Story by John Vonderlin (email John [email protected])
I had a chance yesterday to explore the tunnel in the cliffside near Pescadero Beach. I’m convinced the tunnel was part of the coastal defenses, hurriedly constructed after the Japanese attack on Pearl Harbor. I’m hoping to get confirmation of this soon from local authorities.
Parking off Highway 1, in the tunnel’s vicinity, I decided to retrace the path I had used before, on my first visit, as it had been a much easier trek then the horrendous cross-country, bushwhacking trip to it.
Unfortunately, while heading in this direction, I saw the front of the sign I hadn’t read when I exhaustedly passed it while escaping out of the canyon that first time. It forcefully urged me to STAY BACK. UNSTABLE CLIFFS.
The well-trodden path to the cliff’s edge let me know that a number of scofflaws had not taken this sign seriously. I assume there is no law violation involved, but I’d urge other adventurers not to follow this path, as the cliffs are very unstable here, especially with the winter’s rain.
Having been startled more then once while walking local beaches as large chunks of cliffside crashed onto the sand beside me for no apparent reason, I did take the warning seriously.
Moving parallel to the sign, I found a small animal trail that eventually joined the faint trail descending into the canyon further on, but a safe distance from the cliff’s edge.
The faint trail peters out at the edge of the steepest slope near the bottom of the canyon, but if you’re determined and confident, it is not too hard to find a fairly safe path to the gully’s floor. Following the gully seaward, I arrived at the sheer 40- foot cliff that drops to the rocks on the beach below.
From there I could see the tunnel opening, above me, on the north side of the cliff as it turns eastward into the gully.

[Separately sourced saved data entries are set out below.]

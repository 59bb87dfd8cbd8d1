//! # JSON-RPC Client
//!
//! One `reqwest::Client` shared by every endpoint of a network. Calls are
//! plain request/response; ids are a per-client counter.

use crate::config::RpcConfig;
use crate::domain::errors::RpcError;
use crate::domain::jsonrpc::{RpcRequest, RpcResponse};
use reqwest::{Client, Url};
use serde::de::DeserializeOwned;
use serde::Serialize;
use std::sync::atomic::{AtomicU64, Ordering};
use tracing::trace;

pub struct RpcClient {
    http: Client,
    next_id: AtomicU64,
}

impl RpcClient {
    pub fn new(config: &RpcConfig) -> Result<Self, RpcError> {
        let http = Client::builder()
            .timeout(config.request_timeout())
            .build()
            .map_err(|e| RpcError::Http {
                endpoint: "<client>".to_string(),
                reason: e.to_string(),
            })?;
        Ok(Self::with_client(http))
    }

    pub fn with_client(http: Client) -> Self {
        Self {
            http,
            next_id: AtomicU64::new(1),
        }
    }

    pub async fn call<P, R>(&self, endpoint: &Url, method: &str, params: P) -> Result<R, RpcError>
    where
        P: Serialize,
        R: DeserializeOwned,
    {
        let id = self.next_id.fetch_add(1, Ordering::Relaxed);
        let request = RpcRequest::new(id, method, params);
        trace!(%endpoint, method, id, "RPC call");

        let response = self
            .http
            .post(endpoint.clone())
            .json(&request)
            .send()
            .await
            .map_err(|e| RpcError::Http {
                endpoint: endpoint.to_string(),
                reason: e.to_string(),
            })?;

        let status = response.status();
        if !status.is_success() {
            return Err(RpcError::Status {
                endpoint: endpoint.to_string(),
                status: status.as_u16(),
            });
        }

        let body: RpcResponse<R> = response.json().await.map_err(|e| RpcError::Decode {
            endpoint: endpoint.to_string(),
            reason: e.to_string(),
        })?;
        body.into_result(endpoint.as_str())
    }
}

I had to be extremely careful; it’s very muddy and slick there. As I tried to climb towards the opening, I recalled slipping and sliding on my first trip, ending up soaked thigh high, sunken up to my knees in slimy mud.

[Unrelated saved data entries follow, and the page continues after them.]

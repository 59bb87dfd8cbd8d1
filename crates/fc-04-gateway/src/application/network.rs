//! # Network
//!
//! A channel seen through a gateway: the endorsers picked for it, a
//! submitter bound to the client identity, and at most one event hub shared
//! by commit waits and contract listeners.

use crate::application::contract::Contract;
use crate::domain::errors::GatewayError;
use crate::domain::options::{CommitStrategy, DiscoveryOptions};
use crate::ports::outbound::NetworkTransport;
use fc_01_identity::ChannelContext;
use fc_02_submission::{EndorsementPolicy, SubmissionConfig, TransactionSubmitter};
use fc_03_event_hub::{ChannelEventHub, CommitTracker, ConnectOptions};
use shared_types::{ChaincodeId, ChannelId, PeerName};
use std::sync::Arc;
use tokio::sync::OnceCell;
use tracing::{debug, info};

struct NetworkInner {
    channel: ChannelContext,
    transport: Arc<dyn NetworkTransport>,
    submitter: TransactionSubmitter,
    targets: Vec<PeerName>,
    event_hub: OnceCell<Arc<ChannelEventHub>>,
}

#[derive(Clone)]
pub struct Network {
    inner: Arc<NetworkInner>,
}

/// Endorsers for a channel. Without discovery every endorsing peer; with it,
/// only as many as `policy` needs, the client's own organization first.
pub(crate) fn select_targets(
    channel: &ChannelContext,
    discovery: DiscoveryOptions,
    policy: &EndorsementPolicy,
) -> Vec<PeerName> {
    let all = channel.endorsing_peers();
    if !discovery.enabled {
        return all;
    }
    let mut ordered = channel.local_endorsing_peers();
    let rest: Vec<_> = all.into_iter().filter(|p| !ordered.contains(p)).collect();
    ordered.extend(rest);
    let needed = policy.required(ordered.len());
    ordered.truncate(needed);
    ordered
}

/// Hub on the first event-source peer the transport can reach.
fn open_hub(
    channel: &ChannelContext,
    transport: &dyn NetworkTransport,
) -> Result<Arc<ChannelEventHub>, GatewayError> {
    let source = channel
        .event_sources()
        .iter()
        .find_map(|peer| transport.event_source(peer))
        .ok_or_else(|| GatewayError::NoEventSource {
            channel: channel.name().to_string(),
        })?;
    Ok(Arc::new(ChannelEventHub::new(source)))
}

impl Network {
    pub(crate) async fn open(
        channel: ChannelContext,
        transport: Arc<dyn NetworkTransport>,
        discovery: DiscoveryOptions,
        strategy: CommitStrategy,
        submission: SubmissionConfig,
    ) -> Result<Self, GatewayError> {
        let targets = select_targets(&channel, discovery, &submission.policy);
        if targets.is_empty() {
            return Err(GatewayError::NoEndorsers {
                channel: channel.name().to_string(),
            });
        }

        let submission = SubmissionConfig {
            wait_for_commit: strategy != CommitStrategy::None,
            commit_timeout_ms: strategy
                .timeout()
                .map_or(submission.commit_timeout_ms, |t| t.as_millis() as u64),
            ..submission
        };
        let mut submitter =
            TransactionSubmitter::from_channel(&channel, transport.endorser(), transport.orderer())
                .with_config(submission);

        let event_hub = OnceCell::new();
        if let CommitStrategy::AnyPeer { .. } = strategy {
            let hub = open_hub(&channel, transport.as_ref())?;
            let tracker = CommitTracker::attach(Arc::clone(&hub));
            hub.connect(ConnectOptions::default()).await?;
            submitter = submitter.with_commit_notifier(tracker);
            debug!(channel = %channel.name(), peer = %hub.peer(), "Commit listener connected");
            let _ = event_hub.set(hub);
        }

        info!(
            channel = %channel.name(),
            endorsers = targets.len(),
            commit_strategy = ?strategy,
            "Network opened"
        );

        Ok(Self {
            inner: Arc::new(NetworkInner {
                channel,
                transport,
                submitter,
                targets,
                event_hub,
            }),
        })
    }

    #[must_use]
    pub fn name(&self) -> &ChannelId {
        self.inner.channel.name()
    }

    #[must_use]
    pub fn channel(&self) -> &ChannelContext {
        &self.inner.channel
    }

    #[must_use]
    pub fn submitter(&self) -> &TransactionSubmitter {
        &self.inner.submitter
    }

    /// Peers every submission is proposed to.
    #[must_use]
    pub fn endorsement_targets(&self) -> &[PeerName] {
        &self.inner.targets
    }

    /// Peer for queries: the first with the chaincode-query role, else the
    /// first endorser.
    #[must_use]
    pub fn query_targets(&self) -> Vec<PeerName> {
        match self.inner.channel.query_peer() {
            Some(peer) => vec![peer.name.clone()],
            None => self.inner.targets.clone(),
        }
    }

    #[must_use]
    pub fn contract(&self, chaincode_id: &str) -> Contract {
        Contract::new(self.clone(), ChaincodeId::new(chaincode_id))
    }

    /// The channel's event hub, connecting it on first use.
    pub async fn event_hub(&self) -> Result<Arc<ChannelEventHub>, GatewayError> {
        let hub = self
            .inner
            .event_hub
            .get_or_try_init(|| async {
                let hub = open_hub(&self.inner.channel, self.inner.transport.as_ref())?;
                hub.connect(ConnectOptions::default()).await?;
                Ok::<_, GatewayError>(hub)
            })
            .await?;
        Ok(Arc::clone(hub))
    }

    /// Disconnect the event hub, if one was opened.
    pub async fn close(&self) {
        if let Some(hub) = self.inner.event_hub.get() {
            hub.disconnect().await;
        }
    }
}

I had to find another way to enter the tunnel and a ladder was not going to help. There was only an eight- foot drop from the tunnel opening’s floor, but it led to a narrow, water-filled pool with unclimbable walls, left and right.

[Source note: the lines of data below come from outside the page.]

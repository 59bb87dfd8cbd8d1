//! `oemctl query`: evaluate on the target peer. Nothing is ordered.

use super::Session;
use crate::cli::FunctionArgs;
use fc_02_submission::TransactionSubmissionApi;
use shared_types::ChaincodeInvocation;
use tracing::debug;

pub async fn run(session: &Session, args: &FunctionArgs) -> anyhow::Result<Vec<u8>> {
    evaluate(session, session.invocation(&args.function, &args.args)).await
}

pub async fn evaluate(
    session: &Session,
    invocation: ChaincodeInvocation,
) -> anyhow::Result<Vec<u8>> {
    let submitter = session.submitter(fc_02_submission::CommitWait::Skip).await?;
    debug!(function = %invocation.function, peer = %session.target(), "Evaluating");
    Ok(submitter
        .evaluate_transaction(vec![session.target()], invocation)
        .await?)
}

#[cfg(test)]
mod tests {
    use super::super::fixtures::session;
    use super::*;
    use crate::cli::CommitArgs;
    use crate::commands::invoke;
    use fc_02_submission::SubmitError;
    use shared_types::payloads::Requirement;
    use std::sync::atomic::Ordering;

    fn args(function: &str, args: &[&str]) -> FunctionArgs {
        FunctionArgs {
            function: function.to_string(),
            args: args.iter().map(ToString::to_string).collect(),
            commit: CommitArgs { wait: false },
        }
    }

    #[tokio::test]
    async fn test_query_reads_committed_asset_without_ordering() {
        let (session, network) = session().await;
        let owner = r#"{"firstname":"John","lastname":"Doe"}"#;
        invoke::submit(
            &session,
            session.invocation(
                "NewAsset",
                &["Req-1".to_string(), owner.to_string(), "text".to_string()],
            ),
            fc_02_submission::CommitWait::Skip,
        )
        .await
        .unwrap();
        let blocks = network.orderer().stats().blocks_cut.load(Ordering::Relaxed);

        let payload = run(&session, &args("GetAsset", &["Req-1"])).await.unwrap();
        let requirement: Requirement = serde_json::from_slice(&payload).unwrap();
        assert_eq!(requirement.id, "Req-1");
        assert_eq!(
            network.orderer().stats().blocks_cut.load(Ordering::Relaxed),
            blocks
        );
    }

    #[tokio::test]
    async fn test_missing_asset_is_endorsement_failure() {
        let (session, _) = session().await;
        let err = run(&session, &args("GetAsset", &["Req-404"]))
            .await
            .unwrap_err();
        assert_eq!(err.downcast_ref::<SubmitError>().unwrap().kind().exit_code(), 5);
        assert!(err.to_string().contains("Req-404"));
    }
}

There was no place to rest a ladder at the face of the cliff. Even the mud at my side of the pool’s depression was so squishy that my shoe almost vanished into the ooze without my putting any weight on my foot. I was stumped.
It was then I remembered something I had seen while channel surfing the night before. I stayed online long enough to watch a show called “Ninja Warrior,” where contestants competed in a series of timed Challenges involving the navigation of obstacle courses.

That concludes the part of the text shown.